John Kennedy'ye suikast
Başkan John Kennedy'ye 1963'te sıkılan kurşunların siyasi nedenleri henüz dünyanın bile tam çözemedeği sır perdesi altında. Ama bu suikastin, Kennedy ailesinin yaşadığı en büyük talihsizlik olduğundan kimsenin kuşkusu yok
Başkan seçilişinin minik hikayesine de yer vereceğimiz bugünkü yazımızda herşeyden önce birkaç satırla değinilmesi gereken bir nokta var ki, John F. Kennedy'nin, başkan olduktan sonra uğradığı silahlı suikastın tarihi mahiyeti ve milyonlarca insanda "ilahi tesadüfler kuşkusunu" uyandıran özelliği, bugün hala beyinlerimizin ücra bir köşesinde ciddi bir yer tutmaktadır.

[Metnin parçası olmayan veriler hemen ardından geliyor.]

use super::chain::Chain;
use super::error::ParseStrategyError;
use core::fmt;
use core::str::FromStr;

/// How a free block is picked for an allocation request.
#[derive(Clone, Copy, Debug, Default, PartialEq, Eq, Hash)]
pub enum Strategy {
    /// First free block, in address order, that is large enough.
    #[default]
    FirstFit,
    /// Smallest free block that is large enough. Ties go to the lower address.
    BestFit,
}

impl Strategy {
    pub(crate) fn select<const N: usize>(self, chain: &Chain<N>, size: usize) -> Option<usize> {
        match self {
            Strategy::FirstFit => find_first(chain, size),
            Strategy::BestFit => find_best(chain, size),
        }
    }
}

impl fmt::Display for Strategy {
    fn fmt(&self, f: &mut fmt::Formatter<'_>) -> fmt::Result {
        match self {
            Strategy::FirstFit => f.write_str("first-fit"),
            Strategy::BestFit => f.write_str("best-fit"),
        }
    }
}

impl FromStr for Strategy {
    type Err = ParseStrategyError;

    fn from_str(s: &str) -> Result<Self, Self::Err> {
        match s.trim().to_ascii_lowercase().as_str() {
            "first" | "first-fit" | "first_fit" | "firstfit" => Ok(Strategy::FirstFit),
            "best" | "best-fit" | "best_fit" | "bestfit" => Ok(Strategy::BestFit),
            _ => Err(ParseStrategyError(s.to_owned())),
        }
    }
}

// walks the chain from the head and stops at the first free block with enough space
fn find_first<const N: usize>(chain: &Chain<N>, size: usize) -> Option<usize> {
    chain
        .blocks()
        .find(|(_, header)| header.free && header.size >= size)
        .map(|(block, _)| block)
}

// iterates over the entire chain and keeps the tightest fit
fn find_best<const N: usize>(chain: &Chain<N>, size: usize) -> Option<usize> {
    let mut best_block: Option<usize> = None;
    let mut smallest_size = usize::MAX;

    for (block, header) in chain.blocks() {
        // strict comparison keeps the first block seen on ties
        if header.free && header.size >= size && header.size < smallest_size {
            best_block = Some(block);
            smallest_size = header.size;
        }
    }

    best_block
}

Başkan Kennedy okumayı ve incelemeyi çok seviyordu. Bilginlere özgü bir "dalgınlığı" da vardı. Çoğu zaman eş olmayan çoraplar giydiği görülürdü. bir kez de çağrıldığı bir düğünde yanlışlıkla damadın gömlek ve kravatını giydiği görülmüştü. "Soğukkanlı" kelimesi, onun temel özelliklerinden birini anlatmaktaydı. Kulanmak istediğinde ise hafızası, bir bilgisayar gibi çalışmaktaydı.
Acaba, acıklı bir suikaste kurban gidişi, bütün bu kişisel özeliklerinin teşvik ettiği bir hadise miydi, yoksa giriştiği üstü örtülü ilişkilerin bir sonucu muydu, yoksa bazı Amerikan başkanlarının ortak kaderiyle mi ilgiliydi?
Veyahut da bunların hiçbiri değil de, yalnızca Kennedy ailesinin nevi şahıslarına münhasır hususiyetleriyle mi çakışmaktaydı?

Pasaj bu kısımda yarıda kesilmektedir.